1 minute ago, lakeside7 said:

Interesting...so who does he think will come back into the market to buy, . 1. Mexicans with de valued Pesos now on the side lines. 2. North American's 401's decimated. 3. NOB home prices halted and or falling

its a no brainier to realize that there will be plenty of sellers..Maybe you should change your agent???...Sadly I see the Lakeside market go into free fall as people hunker down until this disaster pass's

Lakeside, we have been in the US recently (I still am!) and we have been pricing retirement homes in Florida. Need to return for health reasons. Home prices are high, and show no signs of falling, other than $1000 or $2000 on "reduced price" listings. Median price range for a 2/2 of 140 sq meters (1500 sq feet) in a retirement subdivision is well above $200K. If you want a 3/2 of 180 sq meters (2000 sq feet) in an affordable golf course community with low HOA expenses, you will be looking at a minimum of $350K. 

Why? Demand outstrips supply.
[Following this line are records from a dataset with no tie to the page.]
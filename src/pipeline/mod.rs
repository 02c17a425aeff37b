//! Asynchronous signing pipeline.
//!
//! ```text
//! upload ──► [intake::submit] ──► DocumentStore (<uuid>_<name>)
//!                  │
//!                  ▼
//!              JobQueue {"documentKey", "requestedBy"}
//!                  │
//!                  ▼
//! [SigningOrchestrator] RECEIVED → DOWNLOADED → STAMPED → IDENTITY_ISSUED
//!                       → DIGEST_COMPUTED → SIGNATURE_EMBEDDED → UPLOADED → DONE
//!                  │                                   (any step) → FAILED
//!                  ├── DONE:   signed_<documentKey> stored, message acked
//!                  └── FAILED: FailureRecord to the FailureSink, message nacked
//! ```
//!
//! Delivery is at-least-once. The signed key is derived from the job key, so
//! a redelivered job overwrites its earlier result.

pub mod intake;
pub mod job;
pub mod orchestrator;
pub mod queue;
pub mod sink;
pub mod store;

pub use job::{FailureRecord, JobOutcome, JobState, SigningJob};
pub use orchestrator::{RunSummary, SigningOrchestrator};
pub use queue::{Delivery, JobQueue, MemoryQueue};
pub use sink::{FailureSink, LogSink, MemorySink};
pub use store::{BlobMetadata, DocumentStore, FsStore, MemoryStore, PDF_CONTENT_TYPE};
Every day over 900 people, mostly seniors and retirees, are moving to Florida. 

Yes, their 401Ks are down. So instead of buying a 600K home they might settle for a $450K home. 
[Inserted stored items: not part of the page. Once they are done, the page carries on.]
//! PDF Sealer command line
//!
//! Usage:
//!   pdf_sealer sign --input in.pdf --output out.pdf --signer "Alice" [--config sealer.json]
//!   pdf_sealer issue --subject "Alice" --out-dir keys/
//!   pdf_sealer verify --input signed.pdf [--trust cert.pem]
//!   pdf_sealer serve [--config sealer.json] --enqueue doc-123:alice [--enqueue ...]
//!
//! Logging is controlled by `RUST_LOG`.

use chrono::Utc;
use pdf_sealer::config::SealerConfig;
use pdf_sealer::pipeline::{FsStore, LogSink, MemoryQueue, SigningJob, SigningOrchestrator};
use pdf_sealer::signatures::{IdentityIssuer, SignatureEmbedder, SignatureVerifier};
use pdf_sealer::stamp::VisualStamper;
use pdf_sealer::{Error, Result};
use std::collections::HashMap;
use std::path::PathBuf;
use std::process::ExitCode;
use std::sync::Arc;
use std::time::Duration;

const USAGE: &str = "usage: pdf_sealer <sign|issue|verify|serve> [options]

  sign    --input <pdf> --output <pdf> --signer <name> [--config <json>]
  issue   --subject <name> --out-dir <dir> [--organization <org>]
  verify  --input <pdf> [--trust <pem>]...
  serve   [--config <json>] [--enqueue <documentKey>:<requestedBy>]...";

/// Parsed `--flag value` pairs; repeated flags keep every value.
struct Args {
    command: String,
    options: HashMap<String, Vec<String>>,
}

impl Args {
    fn from_env() -> Result<Self> {
        let args: Vec<String> = std::env::args().skip(1).collect();
        let command = args
            .first()
            .cloned()
            .ok_or_else(|| Error::Config("missing command".to_string()))?;

        let mut options: HashMap<String, Vec<String>> = HashMap::new();
        let mut i = 1;
        while i < args.len() {
            let flag = args[i]
                .strip_prefix("--")
                .ok_or_else(|| Error::Config(format!("unexpected argument '{}'", args[i])))?;
            i += 1;
            let value = args
                .get(i)
                .cloned()
                .ok_or_else(|| Error::Config(format!("--{} needs a value", flag)))?;
            options.entry(flag.to_string()).or_default().push(value);
            i += 1;
        }
        Ok(Self { command, options })
    }

    fn get(&self, flag: &str) -> Option<&str> {
        self.options.get(flag).and_then(|v| v.last()).map(String::as_str)
    }

    fn require(&self, flag: &str) -> Result<&str> {
        self.get(flag)
            .ok_or_else(|| Error::Config(format!("--{} is required", flag)))
    }

    fn all(&self, flag: &str) -> &[String] {
        self.options.get(flag).map(Vec::as_slice).unwrap_or(&[])
    }

    /// Config file if given, then `SEALER_*` overrides.
    fn config(&self) -> Result<SealerConfig> {
        let config = match self.get("config") {
            Some(path) => SealerConfig::from_file(path)?,
            None => SealerConfig::new(),
        };
        let config = config.with_env_overrides()?;
        config.validate()?;
        Ok(config)
    }
}

fn sign(args: &Args) -> Result<()> {
    let input = PathBuf::from(args.require("input")?);
    let output = PathBuf::from(args.require("output")?);
    let signer = args.require("signer")?;
    let config = args.config()?;

    let original = std::fs::read(&input)?;
    let now = Utc::now();
    let stamped = VisualStamper::new(config.stamp.clone()).stamp(&original, signer, &now)?;
    let identity = config.identity_source()?.identity_for(signer)?;
    let embedded = SignatureEmbedder::new(config.signing.clone()).embed(
        &stamped,
        &identity,
        signer,
        &config.signing.reason,
    )?;
    std::fs::write(&output, &embedded.bytes)?;

    println!(
        "Signed {} -> {} ({} bytes, ByteRange {:?})",
        input.display(),
        output.display(),
        embedded.bytes.len(),
        embedded.byte_range
    );
    Ok(())
}

fn issue(args: &Args) -> Result<()> {
    let subject = args.require("subject")?;
    let out_dir = PathBuf::from(args.require("out-dir")?);
    let issuer = IdentityIssuer::new().with_organization(args.get("organization").map(str::to_string));

    let identity = issuer.issue(subject)?;
    let (key_pem, cert_pem) = identity.to_pem()?;
    std::fs::create_dir_all(&out_dir)?;
    std::fs::write(out_dir.join("key.pem"), key_pem)?;
    std::fs::write(out_dir.join("cert.pem"), cert_pem)?;

    println!(
        "Issued '{}' valid until {} in {}",
        identity.subject().unwrap_or_default(),
        identity.not_after().map(|t| t.to_rfc3339()).unwrap_or_default(),
        out_dir.display()
    );
    Ok(())
}

fn verify(args: &Args) -> Result<bool> {
    let input = PathBuf::from(args.require("input")?);
    let mut verifier = SignatureVerifier::new();
    for trust in args.all("trust") {
        verifier.add_trusted_pem(&std::fs::read_to_string(trust)?)?;
    }

    let pdf = std::fs::read(&input)?;
    let results = verifier.verify_document(&pdf)?;
    if results.is_empty() {
        println!("{}: no signatures", input.display());
        return Ok(false);
    }

    let mut all_ok = true;
    for (i, result) in results.iter().enumerate() {
        let info = &result.signature_info;
        println!("Signature {}: {:?}", i + 1, result.status);
        println!("  Signer:   {}", info.signer_name.as_deref().unwrap_or("-"));
        println!("  Subject:  {}", info.certificate_cn.as_deref().unwrap_or("-"));
        println!("  Issuer:   {}", info.certificate_issuer.as_deref().unwrap_or("-"));
        println!("  Signed:   {}", info.signing_time.as_deref().unwrap_or("-"));
        println!("  Coverage: {}", if info.covers_whole_document { "whole document" } else { "partial" });
        for message in &result.messages {
            println!("  - {}", message);
        }
        all_ok &= result.status.is_ok();
    }
    Ok(all_ok)
}

async fn serve(args: &Args) -> Result<()> {
    let config = args.config()?;
    let store = Arc::new(FsStore::new(&config.store_dir));
    let queue = Arc::new(MemoryQueue::new(config.max_deliveries));

    for spec in args.all("enqueue") {
        let (key, user) = spec
            .split_once(':')
            .ok_or_else(|| Error::Config(format!("--enqueue expects key:user, got '{}'", spec)))?;
        queue.publish(&SigningJob::new(key, user))?;
    }

    let orchestrator = Arc::new(SigningOrchestrator::from_config(config, store, Arc::new(LogSink))?);
    let (shutdown_tx, shutdown_rx) = tokio::sync::watch::channel(false);

    let watched = Arc::clone(&queue);
    tokio::spawn(async move {
        let mut tick = tokio::time::interval(Duration::from_millis(200));
        loop {
            tokio::select! {
                _ = tokio::signal::ctrl_c() => {
                    log::info!("Interrupted, finishing jobs in progress");
                    break;
                },
                _ = tick.tick() => {
                    if watched.is_drained() {
                        break;
                    }
                },
            }
        }
        let _ = shutdown_tx.send(true);
    });

    let summary = orchestrator.run(queue.clone(), shutdown_rx).await?;
    println!(
        "{} signed, {} failed, {} dead-lettered",
        summary.done,
        summary.failed,
        queue.dead_letters().len()
    );
    Ok(())
}

#[tokio::main]
async fn main() -> ExitCode {
    env_logger::init();

    let args = match Args::from_env() {
        Ok(args) => args,
        Err(e) => {
            eprintln!("{}\n\n{}", e, USAGE);
            return ExitCode::from(2);
        },
    };

    let result = match args.command.as_str() {
        "sign" => sign(&args).map(|_| true),
        "issue" => issue(&args).map(|_| true),
        "verify" => verify(&args),
        "serve" => serve(&args).await.map(|_| true),
        other => {
            eprintln!("unknown command '{}'\n\n{}", other, USAGE);
            return ExitCode::from(2);
        },
    };

    match result {
        Ok(true) => ExitCode::SUCCESS,
        Ok(false) => ExitCode::FAILURE,
        Err(e) => {
            eprintln!("Error: {}", e);
            ExitCode::FAILURE
        },
    }
}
Also, mortgage lending rates are almost zero %! How can they go wrong?  

Lastly, there is almost 30 billion dollars in value in retirees estates. Those retirees are dying, and the next generation--heirs between the ages of 55 and 70--are reaping windfalls.

We visited Sun City Center in Florida. The average age there is something like 61. Flashback to when we visited Sun City in 2012, and the average age was 72. The demographics are changing, rapidly. This generation of inheritance is very affluent. More than a handful are taking early retirement as soon as they inherit.

Also: the agent with whom we have been working told us that 10, 15 years ago most people paid cash. Now she says 95% are financing. Why? Low interest rates, of course, BUT, many have the intention of never paying off the mortgage. When they die, the debt is no longer their problem, it's the bank's problem. The bank can't foreclose if the surviving spouse lives there. So where is the motivation to pay off the mortgage?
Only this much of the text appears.